Hi Christoph,

Thank you for your detailed reply! 
 
Why are you interpolating such a huge system?  What are you trying to
achieve?  What is the width of the interpolation “bumps” that you are
using and what is the size of your output array?  (Or in other words:
how are you calling the interpolator?)

We want to examine quantities on scales much larger than the lattice scale, and average over lattice scale features. See attached plot of the density in our simulation of transverse magnetic focussing. The left is the raw density data and the right is the interpolated data with the relwidth parameter set to 0.05. Evidently, the focussing peaks really stand out in the interpolated plot. I'm using the interpolator as follows:

density  = sum(density_operator(mode) for mode in modes)
density_interpolated, boundaries  = kwant.plotter.interpolate_density(sys, density, relwidth=0.05)
 

> Is there any way to speed up the interpolation routines?

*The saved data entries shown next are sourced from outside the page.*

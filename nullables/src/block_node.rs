//! Nullable block node: serves blocks from memory.

use async_trait::async_trait;
use blockfeed_protocol::{
    BlockNodeClient, ProtocolError, ResponseStream, ServerStatusResponse, StreamStatus,
    SubscribeStreamRequest, SubscribeStreamResponse,
};
use blockfeed_types::{Block, BlockItem, BlockItemSet};
use futures_util::stream::{self, StreamExt};
use std::collections::{BTreeMap, VecDeque};
use std::sync::Mutex;

struct Script {
    responses: Vec<SubscribeStreamResponse>,
    disconnect: bool,
}

struct State {
    blocks: BTreeMap<u64, Block>,
    items_per_set: usize,
    status_failing: bool,
    subscribe_failures: usize,
    scripts: VecDeque<Script>,
    end_status: StreamStatus,
    keep_open: bool,
    subscriptions: Vec<SubscribeStreamRequest>,
    status_calls: usize,
}

/// A block node that answers from an in-memory block map.
///
/// By default a subscription delivers every stored block from the start
/// number up to the end bound, each block in a single item set, then ends
/// with [`StreamStatus::Success`]. Scripts replace the next subscription's
/// responses verbatim.
pub struct NullBlockNode {
    endpoint: String,
    state: Mutex<State>,
}

fn block_number(block: &Block) -> Option<u64> {
    match block.items.first()? {
        BlockItem::BlockHeader(header) => Some(header.number),
        BlockItem::RecordFile(record) => Some(record.block_number),
        _ => None,
    }
}

impl NullBlockNode {
    pub fn new(endpoint: impl Into<String>) -> Self {
        Self {
            endpoint: endpoint.into(),
            state: Mutex::new(State {
                blocks: BTreeMap::new(),
                items_per_set: 0,
                status_failing: false,
                subscribe_failures: 0,
                scripts: VecDeque::new(),
                end_status: StreamStatus::Success,
                keep_open: false,
                subscriptions: Vec::new(),
                status_calls: 0,
            }),
        }
    }

    pub fn with_blocks(self, blocks: impl IntoIterator<Item = Block>) -> Self {
        for block in blocks {
            self.add_block(block);
        }
        self
    }

    fn state(&self) -> std::sync::MutexGuard<'_, State> {
        self.state.lock().unwrap_or_else(|e| e.into_inner())
    }

    /// Store a block under the number in its header (or record file item).
    pub fn add_block(&self, block: Block) {
        if let Some(number) = block_number(&block) {
            self.state().blocks.insert(number, block);
        }
    }

    pub fn remove_block(&self, number: u64) {
        self.state().blocks.remove(&number);
    }

    /// Split each block into item sets of at most `n` items; 0 sends whole blocks.
    pub fn set_items_per_set(&self, n: usize) {
        self.state().items_per_set = n;
    }

    /// Make status calls fail like an unreachable server.
    pub fn set_status_failing(&self, failing: bool) {
        self.state().status_failing = failing;
    }

    /// Fail the next `n` subscribe calls at the transport level.
    pub fn fail_next_subscribes(&self, n: usize) {
        self.state().subscribe_failures = n;
    }

    /// Status sent after the last block.
    pub fn set_end_status(&self, status: StreamStatus) {
        self.state().end_status = status;
    }

    /// Leave the stream open after the last block instead of ending it.
    pub fn set_keep_open(&self, keep_open: bool) {
        self.state().keep_open = keep_open;
    }

    /// Replace the next subscription's responses.
    pub fn push_script(&self, responses: Vec<SubscribeStreamResponse>) {
        self.state().scripts.push_back(Script {
            responses,
            disconnect: false,
        });
    }

    /// Like [`push_script`](Self::push_script), then drop the connection.
    pub fn push_script_then_disconnect(&self, responses: Vec<SubscribeStreamResponse>) {
        self.state().scripts.push_back(Script {
            responses,
            disconnect: true,
        });
    }

    pub fn subscriptions(&self) -> Vec<SubscribeStreamRequest> {
        self.state().subscriptions.clone()
    }

    pub fn status_calls(&self) -> usize {
        self.state().status_calls
    }
}

#[async_trait]
impl BlockNodeClient for NullBlockNode {
    fn endpoint(&self) -> &str {
        &self.endpoint
    }

    async fn server_status(&self) -> Result<ServerStatusResponse, ProtocolError> {
        let mut state = self.state();
        state.status_calls += 1;
        if state.status_failing {
            return Err(ProtocolError::Timeout(format!("status from {}", self.endpoint)));
        }

        let first = state.blocks.keys().next().copied();
        let last = state.blocks.keys().next_back().copied();
        Ok(match (first, last) {
            (Some(first), Some(last)) => ServerStatusResponse {
                first_available_block: first,
                last_available_block: last,
            },
            _ => ServerStatusResponse {
                first_available_block: 1,
                last_available_block: 0,
            },
        })
    }

    async fn subscribe(&self, request: SubscribeStreamRequest) -> Result<ResponseStream, ProtocolError> {
        let mut state = self.state();
        state.subscriptions.push(request);

        if state.subscribe_failures > 0 {
            state.subscribe_failures -= 1;
            return Err(ProtocolError::Closed);
        }

        if let Some(script) = state.scripts.pop_front() {
            let responses = stream::iter(script.responses.into_iter().map(Ok));
            return Ok(if script.disconnect {
                responses.chain(stream::once(async { Err(ProtocolError::Closed) })).boxed()
            } else {
                responses.boxed()
            });
        }

        let end = request.end_block_number.unwrap_or(u64::MAX);
        let mut responses = Vec::new();
        let selected = state
            .blocks
            .range(request.start_block_number..)
            .take_while(|(number, _)| **number <= end)
            .map(|(_, block)| block);
        for block in selected {
            if state.items_per_set == 0 {
                responses.push(SubscribeStreamResponse::BlockItems(BlockItemSet {
                    items: block.items.clone(),
                }));
            } else {
                for chunk in block.items.chunks(state.items_per_set) {
                    responses.push(SubscribeStreamResponse::BlockItems(BlockItemSet {
                        items: chunk.to_vec(),
                    }));
                }
            }
        }

        let responses = stream::iter(responses.into_iter().map(Ok));
        Ok(if state.keep_open {
            responses.chain(stream::pending()).boxed()
        } else {
            let status = state.end_status;
            responses
                .chain(stream::once(async move {
                    Ok(SubscribeStreamResponse::Status(status))
                }))
                .boxed()
        })
    }
}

I see that
> the present implementation in plotter.py involves a for loop (in
> python) over each site/hopping.

Are you using streamplot or just interpolating currents/densities?
Kwant’s streamplot routine piggy backs on matplotlib’s streamplot and in
a typical use case (e.g. the attached script) matplotlib’s streamplot
will take half of the time that Kwant’s interpolation routine takes.  So
even if the interpolator produced its results instantly, current
plotting would become only three times faster in such applications.

Just interpolating currents and densities and then plotting at a later stage.
 

The interpolator could be optimized further in several ways - as always
it’s a compromise between development effort and speed.  But the
application that it was created for (i.e. figures for publications)
tends to involve systems of size 100^2 or so and then its speed is quite
satisfactory (see attached example).

Creating figures from much larger systems only makes sense when the
interpolation is smoothing things out a lot (i.e. the “bumps” are much
larger than a hopping), otherwise there would be too much detail in the
figure. 

I think you mean something like the plot I attached?

In this regime the current implementation will be inefficient
because its vectorization (see further below) will be over small
subarrays. 

> Perhaps a vectorized implementation may help?

Actually, it is already vectorized - otherwise it would be much slower!
The main loop inside _interpolate_field() goes indeed sequentially over
all hoppings/densities, but for each such hopping/density the output
field in its vicinity is updated using vectorized numpy operations.

A straightforward brute-force way to speed up the interpolation would be
to split up the work of that loop over multiple cores - each would have
its own output array, and in the end they would be all summed together.
That should be quite easy to do [1].

A complementary approach would be to rewrite the inner loop in a fast
compiled language.  This would help especially in the case where the
interpolation bump does not cover many points of the output array and as
such the existing vectorization is not very good (the involved subarrays
are small).

Do you think this can be achieved using Cython?
 

Yet another approach would be to create a special implementation for the
common case of a rectangular lattice that is commensurate with the
output array of the interpolator.

We're indeed using a rectangular lattice!
 

All three approaches could be combined.  To go further, someone who is
really motivated could even implement the interpolation algorithm on
GPUs...

That would be a bit much. I think a more optimized CPU implementation will already solve the problem.
 

If you or someone else would like to work on this I would be happy to
guide you.


Thanks! I can try Cythonizing or vectorizing the loop. 

More generally, what do you think about simply using a filtering method (say gaussian filter) in scipy.ndimage (https://docs.scipy.org/doc/scipy/reference/reference/generated/scipy.ndimage.gaussian_filter.html#scipy.ndimage.gaussian_filter) or one of the many in scipy.signal (https://docs.scipy.org/doc/scipy/reference/reference/signal.html)? Are you using a special kind of filter?

Cheers,
Mani